As a potential sign of concern, the Pentagon’s fiscal 2021 proposed budget calls for 17 fewer F-35s than planned — 81, according to the Selected Acquisition Report.
“At current estimates, the projected F-35 sustainment outlays based upon given planned fleet growth will strain future service operations and support budgets,” the report said. Lockheed also “must embrace much-needed supply chain management affordability initiatives, optimize priorities across the supply chain for spare and new production parts” and share the data rights to certain F-35 software with the Pentagon.
Lockheed’s View
Carolyn Nelson, a spokeswoman for Bethesda, Maryland-based Lockheed, said in an email that the contractor “is taking aggressive action to build supply chain capacity, reduce supply chain costs and improve parts availability to help drive sustainment costs down while enhancing readiness.”

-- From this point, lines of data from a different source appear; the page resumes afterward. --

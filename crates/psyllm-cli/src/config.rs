use std::path::{Path, PathBuf};

use config::{Config, ConfigError, Environment, File};
use serde::{Deserialize, Serialize};

use psyllm_core::{DelimiterSpec, SamplingParams};
use psyllm_hub::cache::expand_tilde;
use psyllm_synth::SynthSettings;

/// Full runtime configuration loaded from TOML + env vars.
#[derive(Debug, Clone, Deserialize, Serialize)]
pub struct AppConfig {
    pub model: ModelSection,
    pub inference: InferenceConfig,
    pub device: DeviceConfig,
    /// Output delimiter. Deliberately has no built-in value.
    #[serde(default)]
    pub split: DelimiterSpec,
    #[serde(default)]
    pub synth: SynthSettings,
}

#[derive(Debug, Clone, Deserialize, Serialize)]
pub struct ModelSection {
    pub repo_id: String,
    pub revision: String,
    pub cache_dir: String,
    pub max_sequence_length: usize,
}

#[derive(Debug, Clone, Deserialize, Serialize)]
pub struct InferenceConfig {
    pub max_new_tokens: usize,
    pub temperature: f64,
    pub top_p: f64,
    /// 0 disables top-k filtering.
    pub top_k: usize,
    pub repetition_penalty: f32,
    pub system_prompt: String,
}

#[derive(Debug, Clone, Deserialize, Serialize)]
pub struct DeviceConfig {
    pub prefer_gpu: bool,
    pub cuda_device_id: usize,
}

impl Default for AppConfig {
    fn default() -> Self {
        let sampling = SamplingParams::default();
        Self {
            model: ModelSection {
                repo_id: "GMLHUHE/PsyLLM".to_string(),
                revision: "main".to_string(),
                cache_dir: "~/.cache/psyllm".to_string(),
                max_sequence_length: 40_960,
            },
            inference: InferenceConfig {
                max_new_tokens: sampling.max_new_tokens,
                temperature: sampling.temperature,
                top_p: sampling.top_p,
                top_k: sampling.top_k.unwrap_or(0),
                repetition_penalty: sampling.repetition_penalty,
                system_prompt: String::new(),
            },
            device: DeviceConfig {
                prefer_gpu: true,
                cuda_device_id: 0,
            },
            split: DelimiterSpec::default(),
            synth: SynthSettings::default(),
        }
    }
}

impl AppConfig {
    pub fn cache_dir(&self) -> PathBuf {
        expand_tilde(Path::new(&self.model.cache_dir))
    }
}

impl InferenceConfig {
    /// Sampling parameters from configuration alone.
    pub fn sampling_params(&self) -> SamplingParams {
        SamplingParams {
            max_new_tokens: self.max_new_tokens,
            temperature: self.temperature,
            top_p: self.top_p,
            top_k: (self.top_k > 0).then_some(self.top_k),
            repetition_penalty: self.repetition_penalty,
            ..SamplingParams::default()
        }
    }
}

/// Load configuration from:
/// 1. Built-in defaults
/// 2. `config/default.toml` (if present)
/// 3. A custom config file path (if provided)
/// 4. Environment variables prefixed with `PSYLLM__`
pub fn load_config(config_file: Option<&PathBuf>) -> Result<AppConfig, ConfigError> {
    let d = AppConfig::default();
    let mut builder = Config::builder()
        // Layer 1: defaults baked in
        .set_default("model.repo_id", d.model.repo_id)?
        .set_default("model.revision", d.model.revision)?
        .set_default("model.cache_dir", d.model.cache_dir)?
        .set_default("model.max_sequence_length", d.model.max_sequence_length as i64)?
        .set_default("inference.max_new_tokens", d.inference.max_new_tokens as i64)?
        .set_default("inference.temperature", d.inference.temperature)?
        .set_default("inference.top_p", d.inference.top_p)?
        .set_default("inference.top_k", d.inference.top_k as i64)?
        .set_default("inference.repetition_penalty", d.inference.repetition_penalty as f64)?
        .set_default("inference.system_prompt", d.inference.system_prompt)?
        .set_default("device.prefer_gpu", d.device.prefer_gpu)?
        .set_default("device.cuda_device_id", d.device.cuda_device_id as i64)?
        // Layer 2: project default.toml
        .add_source(File::with_name("config/default").required(false));

    // Layer 3: optional user-supplied config file
    if let Some(path) = config_file {
        builder = builder.add_source(File::from(path.as_path()).required(true));
    }

    // Layer 4: environment variables (PSYLLM__SPLIT__DELIMITER_ID, etc.).
    // Keys contain underscores, so sections are separated by `__`.
    builder = builder.add_source(
        Environment::with_prefix("PSYLLM")
            .separator("__")
            .list_separator(",")
            .with_list_parse_key("synth.api_keys")
            .try_parsing(true),
    );

    builder.build()?.try_deserialize()
}

#[cfg(test)]
mod tests {
    use super::*;

    #[test]
    fn default_model_is_psyllm() {
        let cfg = load_config(None).unwrap();
        assert_eq!(cfg.model.repo_id, "GMLHUHE/PsyLLM");
        assert_eq!(cfg.model.revision, "main");
        assert!(cfg.model.cache_dir.contains("psyllm"));
    }

    #[test]
    fn default_sampling_matches_core_defaults() {
        let cfg = load_config(None).unwrap();
        let params = cfg.inference.sampling_params();
        let core = SamplingParams::default();
        assert_eq!(params.max_new_tokens, core.max_new_tokens);
        assert_eq!(params.top_k, core.top_k);
        assert!((params.temperature - core.temperature).abs() < f64::EPSILON);
        assert!((params.top_p - core.top_p).abs() < f64::EPSILON);
    }

    #[test]
    fn zero_top_k_disables_it() {
        let mut inference = AppConfig::default().inference;
        inference.top_k = 0;
        assert_eq!(inference.sampling_params().top_k, None);
    }

    #[test]
    fn synth_section_falls_back_to_defaults() {
        let cfg = load_config(None).unwrap();
        assert_eq!(cfg.synth.chat_model, "deepseek-chat");
        assert_eq!(cfg.synth.max_workers, SynthSettings::default().max_workers);
    }

    #[test]
    fn custom_file_sets_delimiter_and_overrides() {
        let dir = tempfile::tempdir().unwrap();
        let file = dir.path().join("custom.toml");
        std::fs::write(
            &file,
            "[model]\ncache_dir = \"/tmp/psyllm-models\"\n\n\
             [split]\ndelimiter_id = 151668\n\n\
             [synth]\napi_keys = [\"sk-a\", \"sk-b\"]\nmax_workers = 8\n",
        )
        .unwrap();

        let cfg = load_config(Some(&file)).unwrap();
        assert_eq!(cfg.cache_dir(), PathBuf::from("/tmp/psyllm-models"));
        assert_eq!(cfg.split, DelimiterSpec::from_id(151668));
        assert_eq!(cfg.synth.api_keys, vec!["sk-a", "sk-b"]);
        assert_eq!(cfg.synth.max_workers, 8);
        assert_eq!(cfg.synth.reasoner_model, "deepseek-reasoner");
    }

    #[test]
    fn missing_custom_file_is_an_error() {
        let dir = tempfile::tempdir().unwrap();
        let missing = dir.path().join("nope.toml");
        assert!(load_config(Some(&missing)).is_err());
    }

    #[test]
    fn tilde_cache_dir_is_expanded() {
        let cfg = AppConfig::default();
        assert!(!cfg.cache_dir().to_string_lossy().starts_with('~'));
    }
}
//! # psyllm-synth
//!
//! The four-stage pipeline that turns raw help-seeking posts into reviewed,
//! reasoning-annotated counselling dialogues:
//!
//! | Stage | Input | Output |
//! |---|---|---|
//! | [`stages::plan`] | posts (JSON array) | round plans (NDJSON, appended) |
//! | [`stages::dialogue`] | round plans | dialogues (JSON array) |
//! | [`stages::counsel`] | dialogues | dialogues with `counselor_content` / `counselor_think` |
//! | [`stages::review`] | dialogues | verdicts (JSON array) |
//!
//! Every stage talks to an OpenAI-compatible chat endpoint through
//! [`ChatClient`], is resumable, and checkpoints while it runs.

pub mod client;
pub mod error;
pub mod extract;
pub mod prompts;
pub mod records;
pub mod runner;
pub mod settings;
pub mod stages;
pub mod store;

pub use client::{ChatClient, ChatMessage, ChatReply, ChatRequest, OpenAiClient, Role};
pub use error::{SynthError, SynthResult};
pub use records::{Dialogue, DialogueTurn, Post, PostId, RoundPlan, Verdict};
pub use runner::{RunStats, Runner};
pub use settings::SynthSettings;
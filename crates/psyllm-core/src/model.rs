use std::path::PathBuf;

use serde::{Deserialize, Serialize};

use crate::error::CoreResult;

/// Parameters controlling text generation.
///
/// Defaults follow the sampling settings recommended for Qwen3-family models
/// in thinking mode.
#[derive(Debug, Clone, Serialize, Deserialize)]
pub struct SamplingParams {
    pub max_new_tokens: usize,
    pub temperature: f64,
    pub top_p: f64,
    /// Limit sampling to the top K tokens (applied before top_p).
    pub top_k: Option<usize>,
    /// Penalty for repeating tokens (1.0 = no penalty).
    pub repetition_penalty: f32,
    /// Only the last `n` generated/prompt tokens are penalised.
    pub repeat_last_n: usize,
    /// Random seed for reproducible generation.
    pub seed: Option<u64>,
    /// Greedy decoding when true (ignores temperature / top_p / top_k).
    pub greedy: bool,
    /// Token ids that end generation. The stop token itself is not emitted.
    pub stop_token_ids: Vec<u32>,
}

impl Default for SamplingParams {
    fn default() -> Self {
        Self {
            max_new_tokens: 32_768,
            temperature: 0.6,
            top_p: 0.95,
            top_k: Some(20),
            repetition_penalty: 1.0,
            repeat_last_n: 64,
            seed: None,
            greedy: false,
            stop_token_ids: vec![],
        }
    }
}

/// Input to a generator for a single request.
#[derive(Debug, Clone)]
pub struct GenerateInput {
    /// Pre-tokenized prompt ids.
    pub token_ids: Vec<u32>,
}

/// Result of a finished generation call.
///
/// `sequence` holds the prompt followed by every generated id, mirroring what
/// high-level `generate` APIs return. Use [`GenerateOutput::completion`] to
/// obtain the model output alone.
#[derive(Debug, Clone, PartialEq, Eq)]
pub struct GenerateOutput {
    pub sequence: Vec<u32>,
    pub prompt_len: usize,
}

impl GenerateOutput {
    /// Generated ids with the prompt prefix removed.
    pub fn completion(&self) -> &[u32] {
        self.sequence.get(self.prompt_len..).unwrap_or(&[])
    }

    /// Number of generated ids.
    pub fn generated_len(&self) -> usize {
        self.completion().len()
    }
}

/// Configuration for loading a model from the local cache.
#[derive(Debug, Clone, Serialize, Deserialize)]
pub struct ModelConfig {
    /// Hugging Face repo id (e.g. `GMLHUHE/PsyLLM`).
    pub repo_id: String,
    /// Git revision / branch.
    pub revision: String,
    /// Directory where model files are stored.
    pub model_dir: PathBuf,
    /// Maximum supported sequence length (prompt + generation).
    pub max_sequence_length: usize,
}

/// Maps token ids back to text.
///
/// Implemented by [`crate::Tokenizer`]; tests supply small in-memory
/// vocabularies. Failures must be reported, never papered over with
/// replacement text.
pub trait Decoder {
    fn decode(&self, ids: &[u32], skip_special_tokens: bool) -> CoreResult<String>;
}

impl<D: Decoder + ?Sized> Decoder for &D {
    fn decode(&self, ids: &[u32], skip_special_tokens: bool) -> CoreResult<String> {
        (**self).decode(ids, skip_special_tokens)
    }
}

impl<D: Decoder + ?Sized> Decoder for std::sync::Arc<D> {
    fn decode(&self, ids: &[u32], skip_special_tokens: bool) -> CoreResult<String> {
        (**self).decode(ids, skip_special_tokens)
    }
}

/// Produces an output id sequence for a tokenized prompt.
///
/// Implementations must be `Send` so a loaded model can be moved into
/// `tokio::task::spawn_blocking`.
pub trait Generator: Send {
    fn generate(&mut self, input: GenerateInput, params: &SamplingParams) -> CoreResult<GenerateOutput>;
}
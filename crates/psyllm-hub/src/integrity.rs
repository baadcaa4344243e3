use std::io::{BufReader, Read};
use std::path::Path;

use sha2::{Digest, Sha256};
use tracing::debug;

use crate::error::{HubError, HubResult};

const READ_CHUNK: usize = 1 << 20;

/// SHA-256 hex digest of a file, read in 1 MiB chunks so multi-gigabyte
/// weight shards never need to fit in memory.
pub fn sha256_file(path: &Path) -> HubResult<String> {
    let file = std::fs::File::open(path).map_err(HubError::Io)?;
    let mut reader = BufReader::with_capacity(READ_CHUNK, file);
    let mut hasher = Sha256::new();
    let mut buf = vec![0u8; READ_CHUNK];
    loop {
        let n = reader.read(&mut buf).map_err(HubError::Io)?;
        if n == 0 {
            break;
        }
        hasher.update(&buf[..n]);
    }
    Ok(hex::encode(hasher.finalize()))
}

/// Check `path` against an expected SHA-256 hex digest (case-insensitive).
pub fn verify_integrity(path: &Path, expected_sha256: &str) -> HubResult<()> {
    let actual = sha256_file(path)?;
    debug!(path = %path.display(), expected = expected_sha256, actual = %actual, "Verifying file");
    if actual.eq_ignore_ascii_case(expected_sha256) {
        Ok(())
    } else {
        Err(HubError::IntegrityMismatch {
            file: path.to_string_lossy().to_string(),
            expected: expected_sha256.to_string(),
            actual,
        })
    }
}
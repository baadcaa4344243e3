use tracing::warn;

use psyllm_hub::ModelCache;

use crate::config::AppConfig;

/// List all models stored in the local cache, optionally re-checking digests.
pub fn run(verify: bool, config: &AppConfig) -> anyhow::Result<()> {
    let cache_dir = config.cache_dir();
    let cache = ModelCache::new(&cache_dir)?;

    let models = cache.list_models()?;

    if models.is_empty() {
        println!("No models cached in {}.", cache_dir.display());
        println!("Use `psyllm pull <model-id>` to download a model.");
        return Ok(());
    }

    println!("{:<40} {:<12} {:>6} {:>10}  {}", "MODEL ID", "REVISION", "FILES", "SIZE", if verify { "INTEGRITY" } else { "" });
    println!("{}", "-".repeat(if verify { 84 } else { 72 }));
    for m in &models {
        let status = if verify {
            match cache.verify_model(&m.repo_id, &m.revision) {
                Ok(n) => format!("ok ({n} checked)"),
                Err(e) => {
                    warn!(repo_id = %m.repo_id, revision = %m.revision, error = %e, "Integrity check failed");
                    "FAILED".to_string()
                }
            }
        } else {
            String::new()
        };
        println!(
            "{:<40} {:<12} {:>6} {:>10}  {}",
            m.repo_id,
            m.revision,
            m.file_count,
            format_size(m.size_bytes),
            status
        );
    }
    println!("\n{} model(s) cached in {}", models.len(), cache_dir.display());

    Ok(())
}

fn format_size(bytes: u64) -> String {
    const UNITS: [&str; 4] = ["KB", "MB", "GB", "TB"];
    if bytes < 1024 {
        return format!("{bytes} B");
    }
    let mut value = bytes as f64 / 1024.0;
    let mut unit = 0;
    while value >= 1024.0 && unit < UNITS.len() - 1 {
        value /= 1024.0;
        unit += 1;
    }
    format!("{value:.1} {}", UNITS[unit])
}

She said the actions by the No. 1 U.S. defense contractor include supply chain competitions, restructuring supplier contracts, synchronizing spare buys, improving parts reliability and accelerating modifications to earlier aircraft. Likewise, the company has “reduced our portion of ‘cost per aircraft’ per year by 15 percent since 2015 and we continue to look for ways to reduce costs,” she said.
The U.S. still plans to buy 2,456 total of the jets in its variations: 1,763 for the Air Force, 420 for the Marines and 273 for the Navy. The totals don’t include more than 700 potential foreign military sales.
Speed of Negotiations
The Pentagon report urged better cooperation from Lockheed to speed contract negotiations as the pace of F-35 production ramps up.
Talks for the 12th and largest production contract to date, valued at as much as $22 billion, have moved quickly and are on track to finish in mid-May. But that hasn’t always been the case. The Pentagon F-35 program office “continues to experience slow negotiation behaviors from the prime contractor that unnecessarily extends the timeline to contract award,” the report found.
Nelson said “we continue to negotiate in good faith” and in the current talks “used the actual data from the last 11 contracts as the basis of our offer.”